Andrzej Duda © AFP

Pologne: la loi « antidémocratique » a été approuvée

Les conservateurs polonais de Jaroslaw Kaczynski ont fait approuver dans la nuit de mercredi à jeudi par la chambre haute du parlement une loi très controversée sur le Tribunal constitutionnel, en dépit des appels à la retenue lancés notamment par la Commission européenne.

Débattue dans une précipitation extrême au Parlement, la loi a été approuvée juste avant 4H00 du matin (3H00 GMT) par 58 sénateurs du parti Droit et Justice (PiS), contre 28 et une abstention.

Une fois signée par le président issu du parti au pouvoir, cette loi dénoncée par l’opposition polonaise comme une tentative de paralyser le Tribunal et une atteinte à la démocratie, doit entrer en vigueur immédiatement.

Mercredi, dans une lettre aux autorités polonaises, le vice-président de la Commission européenne Frans Timmermans a demandé « que cette loi ne soit pas adoptée finalement, ou au moins qu’elle n’entre pas en vigueur avant que toutes les questions concernant son impact sur l’indépendance et le fonctionnement du Tribunal constitutionnel aient été pleinement et correctement évaluées ».

Le ministre polonais de la Justice Zbigniew Ziobro a rétorqué immédiatement que M. Timmermans avait « été induit en erreur » par l’opposition.

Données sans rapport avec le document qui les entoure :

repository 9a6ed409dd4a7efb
use std::time::Duration;

use criterion::{Criterion, Throughput};

pub const SAMPLE_SIZE: usize = 20;
pub const WARM_UP: Duration = Duration::from_secs(1);
pub const MEASUREMENT_TIME: Duration = Duration::from_secs(2);

pub fn default_criterion() -> Criterion {
    Criterion::default()
        .configure_from_args()
        .sample_size(SAMPLE_SIZE)
        .warm_up_time(WARM_UP)
        .measurement_time(MEASUREMENT_TIME)
}

pub fn elements_throughput(elements: usize) -> Throughput {
    Throughput::Elements(elements.max(1) as u64)
}
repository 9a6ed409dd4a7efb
//! Seeded generation pipeline.
//!
//! Stages run once, in order: build grid, perturb, derive edges, drop border edges,
//! synthesize tongues. One random stream is threaded through explicitly; perturbation
//! takes `2 * (nx + 1) * (ny + 1)` 64-bit draws, then tongue synthesis takes one
//! 32-bit draw per interior edge.
use rand::rngs::StdRng;
use rand::{RngCore, SeedableRng};
use tracing::info;

use crate::config::PuzzleConfig;
use crate::edges::{derive_edges, interior_edges};
use crate::error::Result;
use crate::events::{EventSink, PuzzleEvent};
use crate::geometry::{Curve, Edge};
use crate::grid::{build_grid, Grid};
use crate::perturb::perturb_grid_with_stats;
use crate::render::{render_svg, RenderOptions};
use crate::tongue::synthesize_tongues;

/// Everything produced by one generation run. Read-only once built.
#[derive(Debug, Clone)]
pub struct Puzzle {
    /// Configuration the puzzle was generated from.
    pub config: PuzzleConfig,
    /// Canvas width.
    pub width: i32,
    /// Canvas height.
    pub height: i32,
    /// Perturbed and snapped grid.
    pub grid: Grid,
    /// All lattice edges, in derivation order.
    pub edges: Vec<Edge>,
    /// Edges not on the border, in derivation order.
    pub interior_edges: Vec<Edge>,
    /// One tongue per interior edge, same order.
    pub curves: Vec<Curve>,
}

impl Puzzle {
    pub fn summary(&self) -> PuzzleSummary {
        PuzzleSummary {
            points: self.grid.len(),
            edges: self.edges.len(),
            interior_edges: self.interior_edges.len(),
            curves: self.curves.len(),
        }
    }
}

/// Entity counts of a generated puzzle.
#[derive(Debug, Clone, Copy, Default, PartialEq, Eq)]
pub struct PuzzleSummary {
    pub points: usize,
    pub edges: usize,
    pub interior_edges: usize,
    pub curves: usize,
}

/// Generates a puzzle, seeding the stream from `config.seed`.
pub fn generate(config: &PuzzleConfig) -> Result<Puzzle> {
    let mut rng = StdRng::seed_from_u64(config.seed);
    generate_with_rng(config, &mut rng)
}

/// Generates a puzzle from a caller-provided stream. `config.seed` is ignored.
pub fn generate_with_rng<R: RngCore>(config: &PuzzleConfig, rng: &mut R) -> Result<Puzzle> {
    generate_with_events(config, rng, &mut ())
}

pub fn generate_with_events<R: RngCore>(
    config: &PuzzleConfig,
    rng: &mut R,
    sink: &mut dyn EventSink,
) -> Result<Puzzle> {
    config.validate()?;
    let (width, height) = (config.width(), config.height());
    info!(
        "Generating {}x{} puzzle on a {}x{} canvas (perturb {}).",
        config.pieces_x, config.pieces_y, width, height, config.grid_perturb
    );
    sink.send(PuzzleEvent::GenerationStarted {
        config: config.clone(),
        canvas: (width, height),
    });
    for message in config.warnings() {
        sink.send(PuzzleEvent::Warning {
            context: "config".into(),
            message,
        });
    }

    let regular = build_grid(config.pieces_x, config.pieces_y, config.pixels_per_cell);
    sink.send(PuzzleEvent::GridBuilt {
        points: regular.len(),
    });

    let (grid, stats) = perturb_grid_with_stats(&regular, config.grid_perturb, width, height, rng);
    sink.send(PuzzleEvent::GridPerturbed {
        radius: config.grid_perturb,
        stats,
    });

    let edges = derive_edges(&grid);
    let interior = interior_edges(&edges, width, height);
    sink.send(PuzzleEvent::EdgesDerived {
        total: edges.len(),
        interior: interior.len(),
    });

    let curves = synthesize_tongues(&interior, config.pixels_per_cell, rng)?;
    sink.send(PuzzleEvent::TonguesSynthesized {
        curves: curves.len(),
    });

    let puzzle = Puzzle {
        config: config.clone(),
        width,
        height,
        grid,
        edges,
        interior_edges: interior,
        curves,
    };
    let summary = puzzle.summary();
    info!(
        "Generated {} points, {} edges, {} tongues.",
        summary.points, summary.edges, summary.curves
    );
    sink.send(PuzzleEvent::GenerationFinished { summary });

    Ok(puzzle)
}

/// Generates and renders one SVG document from `config`.
pub fn render_document(config: &PuzzleConfig) -> Result<String> {
    let puzzle = generate(config)?;
    render_svg(&puzzle, &RenderOptions::from_config(config))
}
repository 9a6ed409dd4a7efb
use puzzle_cuts::prelude::*;
use puzzle_cuts_examples::{init_tracing, write_svg};

fn main() -> anyhow::Result<()> {
    init_tracing();

    // Same seed for both so only the radius differs:
    // - regular lattice (perturb = 0)
    // - jittered lattice (perturb = 12)
    let base = PuzzleConfig::new(6, 4)
        .with_pixels_per_cell(100)
        .with_seed(7)
        .with_draft_mode(true);

    for (radius, out_path) in [
        (0, "draft-regular.svg"),
        (12, "draft-perturbed.svg"),
    ] {
        let config = base.clone().with_grid_perturb(radius);
        let svg = render_document(&config)?;
        write_svg(out_path, &svg)?;
    }

    Ok(())
}
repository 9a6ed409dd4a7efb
//! Lattice adjacency edges derived from a grid.
//!
//! The order of [`derive_edges`] feeds the flip-coin draws of the tongue stage, so it is
//! part of the reproducibility contract: all horizontal edges first, sorted by `iy` and
//! then `ix`; after them all vertical edges, sorted by `ix` and then `iy`.
use tracing::debug;

use crate::geometry::{Edge, EdgeOrientation};
use crate::grid::{Grid, GridIndex};

/// Number of edges in an `nx` x `ny` lattice.
pub fn expected_edge_count(nx: u32, ny: u32) -> usize {
    let (nx, ny) = (nx as usize, ny as usize);
    nx * (ny + 1) + ny * (nx + 1)
}

/// Connects every key to its right and lower neighbor when that neighbor exists.
pub fn derive_edges(grid: &Grid) -> Vec<Edge> {
    let mut horizontal = Vec::new();
    let mut vertical = Vec::new();

    for (from, start) in grid.iter() {
        let right = GridIndex::new(from.ix + 1, from.iy);
        if let Some(end) = grid.get(right) {
            horizontal.push(Edge::new(start, end, from, right));
        }
        let below = GridIndex::new(from.ix, from.iy + 1);
        if let Some(end) = grid.get(below) {
            vertical.push(Edge::new(start, end, from, below));
        }
    }

    // Key iteration already orders ties by the other index; the sorts are stable.
    horizontal.sort_by_key(|e| e.from.iy);
    vertical.sort_by_key(|e| e.from.ix);

    let mut edges = horizontal;
    edges.append(&mut vertical);
    debug_assert_eq!(edges.len(), expected_edge_count(grid.nx(), grid.ny()));
    edges
}

/// Drops edges lying on the canvas border, keeping order.
pub fn interior_edges(edges: &[Edge], width: i32, height: i32) -> Vec<Edge> {
    let interior: Vec<Edge> = edges
        .iter()
        .filter(|e| !e.lies_on_border(width, height))
        .copied()
        .collect();
    debug!(
        "{} of {} edges are interior ({} horizontal).",
        interior.len(),
        edges.len(),
        interior
            .iter()
            .filter(|e| e.orientation() == EdgeOrientation::Horizontal)
            .count()
    );
    interior
}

Néanmoins, le ministère polonais des Affaires étrangères a demandé jeudi à la Commission européenne pour la démocratie par le droit, dite Commission de Venise, organe consultatif du Conseil de l’Europe, son opinion sur la nouvelle loi, selon un communiqué officiel.

La Commission de Venise sert d’expertise en matière de droit constitutionnel, de fonctionnement des institutions démocratiques et de droits fondamentaux.

La nouvelle loi introduit notamment la règle de la majorité qualifiée de deux tiers pour les décisions du Tribunal, obligé désormais de réunir, pour pouvoir statuer dans les cas de grande importance, 13 des 15 juges que compte cette cour, au lieu de neuf auparavant.

Le parti de M. Kaczynski affirme qu’avec cette loi il « met de l’ordre » dans le fonctionnement du Tribunal et élimine un obstacle dans la mise en oeuvre de ses promesses électorales.

Mais la loi a donné lieu à des débats houleux lors de son passage express au Parlement et suscité de vives critiques de la Cour suprême et de plusieurs organisations non-gouvernementales dont Amnesty International.

Le Haut-Commissariat des Nations unies aux droits de l’homme (HCDH) a aussi exprimé sa « préoccupation ». Et l’ancien président polonais Lech Walesa a appelé à un référendum sur l’organisation d’élections anticipées, deux mois à peine après les législatives victorieuses pour le PiS.

Le Conseil national de justice (KRS) a lancé un appel au président Andrzej Duda à ne pas promulguer la nouvelle loi, mais de la soumettre… au Tribunal constitutionnel pour décider de sa conformité avec la loi fondamentale.

Le PiS avait déjà placé au sein de ce Tribunal cinq juges de son choix, suivant une procédure controversée, ce qui devrait lui permettre de bloquer facilement les avis défavorables du Tribunal.

Pour l’opposition polonaise toutes tendances confondues, les nouvelles autorités veulent tout simplement s’affranchir de tout contrôle indépendant.